As on 30 June 2014, the total value of the declared Non-Performing Assets of these banks was Rs 2.5 lakh crore. The concealed amount would be nothing less than another Rs 2.5 lakh crore, including the cases covered by Corporate Debt Restructuring schemes (CDRs) which are nothing but a smokescreen to hide the actual NPAs. The scope of mala fide action in approving these CDRs leaves much to be examined. The gross NPAs of a small bank like the United Bank of India as on 30 June 2014 with equity capital of Rs 632.15 crore (after fresh capital infusion of Rs 257.44 crore) is Rs 7097.44 crore and free reserves of Rs 3319.01 crore. Would it be heresy to suggest that the bank is ripe for being sent to liquidation? Old readers would recall that this bank owes its origin to four failed banks way back in 1948 soon after Independence.
Now consider the health of the “bankers to the nation” ~ the State Bank of India. Gross NPAs as on 30 June 2014 with equity capital of Rs 7465 crore (after infusion of Rs 625 crore) is Rs 60434 crore and net NPAs amount to Rs 31883 crore, in percentile terms being 4.07 per cent and 2.66 respectively. Possibly, the D-day is still not on the horizon, but the historical perspective over several quarters is not too inspiring either. The condition of other banks is equally precarious. This deterioration in the health of the PSBs stares starkly at the ratios displayed by the three private banks, namely, HDFC Bank, ICICI Bank and Axis Bank. The disparity requires serious introspection by the policy-makers. It has been reported that in order to be Basel III compliant by 2017, PSBs would have to be incrementally capitalised. Last year, the budgetary provision was Rs 14000 crore and in the current fiscal, such provision is Rs 11000 crore. Tax-payers would be called upon to finance this massive support through the budgetary munificence. Is it just and fair to them?
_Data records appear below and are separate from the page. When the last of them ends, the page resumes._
//! HTTP implementation of the storefront API gateway.
//!
//! Plain JSON over `reqwest`. Catalog reads are cached with `moka`
//! (5-minute TTL); auth and order calls always hit the network.

use std::sync::Arc;
use std::time::Duration;

use async_trait::async_trait;
use moka::future::Cache;
use reqwest::StatusCode;
use reqwest::header::AUTHORIZATION;
use secrecy::{ExposeSecret, SecretString};
use serde::de::DeserializeOwned;
use tracing::{debug, instrument};

use quitanda_core::{Email, OrderId, ProductId};

use crate::config::ClientConfig;
use crate::gateway::types::{
    AuthResponse, CategoriesEnvelope, ErrorBody, FeaturedEnvelope, LoginPayload, OrderDraft,
    OrderEnvelope, OrdersPage, ProductList, ProductPage, RegisterPayload,
};
use crate::gateway::{ApiError, AuthFailure, RemoteGateway};
use crate::models::{Category, Order, Product, User};

const CACHE_CAPACITY: u64 = 1000;
const CACHE_TTL: Duration = Duration::from_secs(300); // 5 minutes

/// Cached catalog value types.
#[derive(Debug, Clone)]
enum CacheValue {
    Product(Box<Product>),
    Page(ProductPage),
    List(ProductList),
    Featured(Vec<Product>),
    Categories(Vec<Category>),
}

/// Client for the storefront JSON API.
///
/// Cheap to clone; all clones share the HTTP connection pool and the
/// catalog cache.
#[derive(Clone)]
pub struct HttpGateway {
    inner: Arc<HttpGatewayInner>,
}

struct HttpGatewayInner {
    client: reqwest::Client,
    base_url: String,
    timeout: Duration,
    cache: Cache<String, CacheValue>,
}

impl HttpGateway {
    /// Create a new gateway from configuration.
    #[must_use]
    pub fn new(config: &ClientConfig) -> Self {
        let cache = Cache::builder()
            .max_capacity(CACHE_CAPACITY)
            .time_to_live(CACHE_TTL)
            .build();

        Self {
            inner: Arc::new(HttpGatewayInner {
                client: reqwest::Client::new(),
                base_url: config.api_base_url.as_str().trim_end_matches('/').to_string(),
                timeout: config.request_timeout,
                cache,
            }),
        }
    }

    fn url(&self, path: &str) -> String {
        format!("{}{path}", self.inner.base_url)
    }

    fn bearer(request: reqwest::RequestBuilder, token: &SecretString) -> reqwest::RequestBuilder {
        request.header(AUTHORIZATION, format!("Bearer {}", token.expose_secret()))
    }

    /// Send a request and decode the JSON response.
    ///
    /// Non-2xx statuses are classified into [`ApiError`] here, once, for
    /// every endpoint.
    async fn send<T: DeserializeOwned>(
        &self,
        request: reqwest::RequestBuilder,
    ) -> Result<T, ApiError> {
        let response = request.timeout(self.inner.timeout).send().await?;
        let status = response.status();
        let body = response.text().await?;

        if !status.is_success() {
            debug!(status = %status, "storefront API returned error status");
            return Err(classify_error(status, &body));
        }

        match serde_json::from_str(&body) {
            Ok(value) => Ok(value),
            Err(e) => {
                tracing::error!(
                    error = %e,
                    body = %body.chars().take(500).collect::<String>(),
                    "failed to parse storefront API response"
                );
                Err(ApiError::Decode(e))
            }
        }
    }

    // =========================================================================
    // Catalog Methods (cached)
    // =========================================================================

    /// Get a page of the product catalog, optionally filtered by category.
    ///
    /// # Errors
    ///
    /// Returns an error if the API request fails.
    #[instrument(skip(self))]
    pub async fn products(
        &self,
        page: Option<u32>,
        limit: Option<u32>,
        category: Option<&str>,
    ) -> Result<ProductPage, ApiError> {
        let cache_key = format!(
            "products:{}:{}:{}",
            page.unwrap_or(1),
            limit.unwrap_or(0),
            category.unwrap_or("")
        );

        if let Some(CacheValue::Page(cached)) = self.inner.cache.get(&cache_key).await {
            debug!("Cache hit for products");
            return Ok(cached);
        }

        let mut query: Vec<(&str, String)> = Vec::new();
        if let Some(page) = page {
            query.push(("page", page.to_string()));
        }
        if let Some(limit) = limit {
            query.push(("limit", limit.to_string()));
        }
        if let Some(category) = category {
            query.push(("category", category.to_string()));
        }

        let fetched: ProductPage = self
            .send(self.inner.client.get(self.url("/products")).query(&query))
            .await?;

        self.inner
            .cache
            .insert(cache_key, CacheValue::Page(fetched.clone()))
            .await;

        Ok(fetched)
    }

    /// Search products by free text. Not cached.
    ///
    /// # Errors
    ///
    /// Returns an error if the API request fails.
    #[instrument(skip(self))]
    pub async fn search_products(&self, query: &str) -> Result<ProductList, ApiError> {
        self.send(
            self.inner
                .client
                .get(self.url("/products/search"))
                .query(&[("q", query)]),
        )
        .await
    }

    /// Get a single product by id.
    ///
    /// # Errors
    ///
    /// Returns an error if the product does not exist or the request fails.
    #[instrument(skip(self), fields(product_id = %product_id))]
    pub async fn product(&self, product_id: ProductId) -> Result<Product, ApiError> {
        let cache_key = format!("product:{product_id}");

        if let Some(CacheValue::Product(cached)) = self.inner.cache.get(&cache_key).await {
            debug!("Cache hit for product");
            return Ok(*cached);
        }

        let product: Product = self
            .send(
                self.inner
                    .client
                    .get(self.url(&format!("/products/{product_id}"))),
            )
            .await?;

        self.inner
            .cache
            .insert(cache_key, CacheValue::Product(Box::new(product.clone())))
            .await;

        Ok(product)
    }

    /// Get all products in a category.
    ///
    /// # Errors
    ///
    /// Returns an error if the API request fails.
    #[instrument(skip(self))]
    pub async fn products_by_category(&self, slug: &str) -> Result<ProductList, ApiError> {
        let cache_key = format!("category:{slug}");

        if let Some(CacheValue::List(cached)) = self.inner.cache.get(&cache_key).await {
            debug!("Cache hit for category products");
            return Ok(cached);
        }

        let list: ProductList = self
            .send(
                self.inner
                    .client
                    .get(self.url(&format!("/products/category/{slug}"))),
            )
            .await?;

        self.inner
            .cache
            .insert(cache_key, CacheValue::List(list.clone()))
            .await;

        Ok(list)
    }

    /// Get the featured products for the home page.
    ///
    /// # Errors
    ///
    /// Returns an error if the API request fails.
    #[instrument(skip(self))]
    pub async fn featured_products(&self) -> Result<Vec<Product>, ApiError> {
        let cache_key = "featured".to_string();

        if let Some(CacheValue::Featured(cached)) = self.inner.cache.get(&cache_key).await {
            debug!("Cache hit for featured products");
            return Ok(cached);
        }

        let envelope: FeaturedEnvelope = self
            .send(self.inner.client.get(self.url("/products/featured")))
            .await?;

        self.inner
            .cache
            .insert(cache_key, CacheValue::Featured(envelope.products.clone()))
            .await;

        Ok(envelope.products)
    }

    /// Get all product categories.
    ///
    /// # Errors
    ///
    /// Returns an error if the API request fails.
    #[instrument(skip(self))]
    pub async fn categories(&self) -> Result<Vec<Category>, ApiError> {
        let cache_key = "categories".to_string();

        if let Some(CacheValue::Categories(cached)) = self.inner.cache.get(&cache_key).await {
            debug!("Cache hit for categories");
            return Ok(cached);
        }

        let envelope: CategoriesEnvelope = self
            .send(self.inner.client.get(self.url("/categories")))
            .await?;

        self.inner
            .cache
            .insert(cache_key, CacheValue::Categories(envelope.categories.clone()))
            .await;

        Ok(envelope.categories)
    }

    /// Invalidate all cached catalog data.
    pub async fn invalidate_catalog(&self) {
        self.inner.cache.invalidate_all();
        self.inner.cache.run_pending_tasks().await;
    }

    // =========================================================================
    // Order History (authenticated, not cached)
    // =========================================================================

    /// Get a page of the caller's order history.
    ///
    /// # Errors
    ///
    /// Returns `Auth(SessionExpired)` for a dead token, or a transport/server
    /// error.
    #[instrument(skip(self, token))]
    pub async fn my_orders(
        &self,
        token: &SecretString,
        page: Option<u32>,
        limit: Option<u32>,
    ) -> Result<OrdersPage, ApiError> {
        let mut query: Vec<(&str, String)> = Vec::new();
        if let Some(page) = page {
            query.push(("page", page.to_string()));
        }
        if let Some(limit) = limit {
            query.push(("limit", limit.to_string()));
        }

        self.send(Self::bearer(
            self.inner
                .client
                .get(self.url("/orders/my-orders"))
                .query(&query),
            token,
        ))
        .await
    }

    /// Get one of the caller's orders by id.
    ///
    /// # Errors
    ///
    /// Returns `Auth(SessionExpired)` for a dead token, or a transport/server
    /// error.
    #[instrument(skip(self, token), fields(order_id = %order_id))]
    pub async fn order(&self, token: &SecretString, order_id: OrderId) -> Result<Order, ApiError> {
        self.send(Self::bearer(
            self.inner
                .client
                .get(self.url(&format!("/orders/{order_id}"))),
            token,
        ))
        .await
    }
}

#[async_trait]
impl RemoteGateway for HttpGateway {
    #[instrument(skip(self, password), fields(email = %email))]
    async fn login(&self, email: &Email, password: &str) -> Result<AuthResponse, ApiError> {
        let payload = LoginPayload {
            email: email.as_str(),
            password,
        };

        self.send(self.inner.client.post(self.url("/auth/login")).json(&payload))
            .await
            .map_err(|e| match e {
                // 401 at login means the credentials were wrong, not that an
                // existing session died.
                ApiError::Auth(AuthFailure::SessionExpired) => {
                    ApiError::Auth(AuthFailure::InvalidCredentials)
                }
                other => other,
            })
    }

    #[instrument(skip(self, payload), fields(email = %payload.email))]
    async fn register(&self, payload: &RegisterPayload) -> Result<AuthResponse, ApiError> {
        self.send(
            self.inner
                .client
                .post(self.url("/auth/register"))
                .json(payload),
        )
        .await
    }

    #[instrument(skip(self, token))]
    async fn logout(&self, token: &SecretString) -> Result<(), ApiError> {
        let request = Self::bearer(self.inner.client.post(self.url("/auth/logout")), token);
        let response = request.timeout(self.inner.timeout).send().await?;
        let status = response.status();

        if !status.is_success() {
            let body = response.text().await?;
            return Err(classify_error(status, &body));
        }

        Ok(())
    }

    #[instrument(skip(self, token))]
    async fn current_user(&self, token: &SecretString) -> Result<User, ApiError> {
        self.send(Self::bearer(self.inner.client.get(self.url("/auth/me")), token))
            .await
    }

    #[instrument(skip(self, token, draft), fields(total = %draft.total))]
    async fn create_order(
        &self,
        token: &SecretString,
        draft: &OrderDraft,
    ) -> Result<Order, ApiError> {
        let envelope: OrderEnvelope = self
            .send(Self::bearer(
                self.inner.client.post(self.url("/orders")).json(draft),
                token,
            ))
            .await?;

        Ok(envelope.order)
    }
}

/// Map a non-2xx response to the error taxonomy.
///
/// 401 is an authentication failure (expired/invalid token; login remaps it
/// to invalid credentials), 409 is a registration conflict, everything else
/// carries the server's message through verbatim.
fn classify_error(status: StatusCode, body: &str) -> ApiError {
    let message = serde_json::from_str::<ErrorBody>(body).ok().map(|b| b.error);

    match status {
        StatusCode::UNAUTHORIZED => ApiError::Auth(AuthFailure::SessionExpired),
        StatusCode::CONFLICT => ApiError::Auth(AuthFailure::EmailAlreadyRegistered),
        _ => ApiError::Server(message.unwrap_or_else(|| format!("HTTP {status}"))),
    }
}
Apart from meeting the needs arising out of the hunger-march of the banks, such augmentation of capital excluding the shareholders (public shareholding in the PSBs is not insignificant) would seriously affect their wealth; there does not appear to be any proposal in sight of rights issue of capital. In any event, if the preferential issue of capital, as in the past, is resorted to, it would amount to depriving the minority shareholders, the public in this case, because such restricted increase would only reduce the distribution of profits by the banks. A particular expression is gaining currency in public discourse ~ inclusive banking. Whatever it means is best left to the imagination of the policy-makers responsible for rescuing these banks from the verge of despair. We had a glimpse of this in the concept of “priority banking”. Under the existing dispensation, 40 per cent of all lending should be advanced to the agricultural and small sectors. Competitive lending marks operations of the auto, housing and sundry other segments. Consider also the loans to the state power sectors, private infra sectors and general business sectors. Most of these loans are mid-term and long-term and financed by short-term and CASA deposits. There is a mismatch between the relative tenures of these transactions. This is against the accepted banking philosophy. The results are too obvious to be missed. Mr Chidambaram, to score political brownie points in the past, waived about Rs 70000 crore of loans, purportedly given to farmers for agricultural needs, but largely utilised for unproductive purposes. Now, the Governments of Telangana and Andhra Pradesh are following the same route and the possible waiver would, if granted, amount to more than Rs 1 lakh crore. Apart from making profligacy a virtue, such unsound schemes for ulterior motives can hit the sentiments of all borrowers. They take it as a given that loan repayments need not be made because the self-generated vote-bank compulsions would finally come to their rescue. And it is not confined to rural indebtedness; it affects big borrowers too. Watch the drama being enacted by the likes of Kingfisher, GMR, Lanco and Sahara. We have also seen the pathetic experience of CRB Capital, Prudential Capital and Ceat Financial.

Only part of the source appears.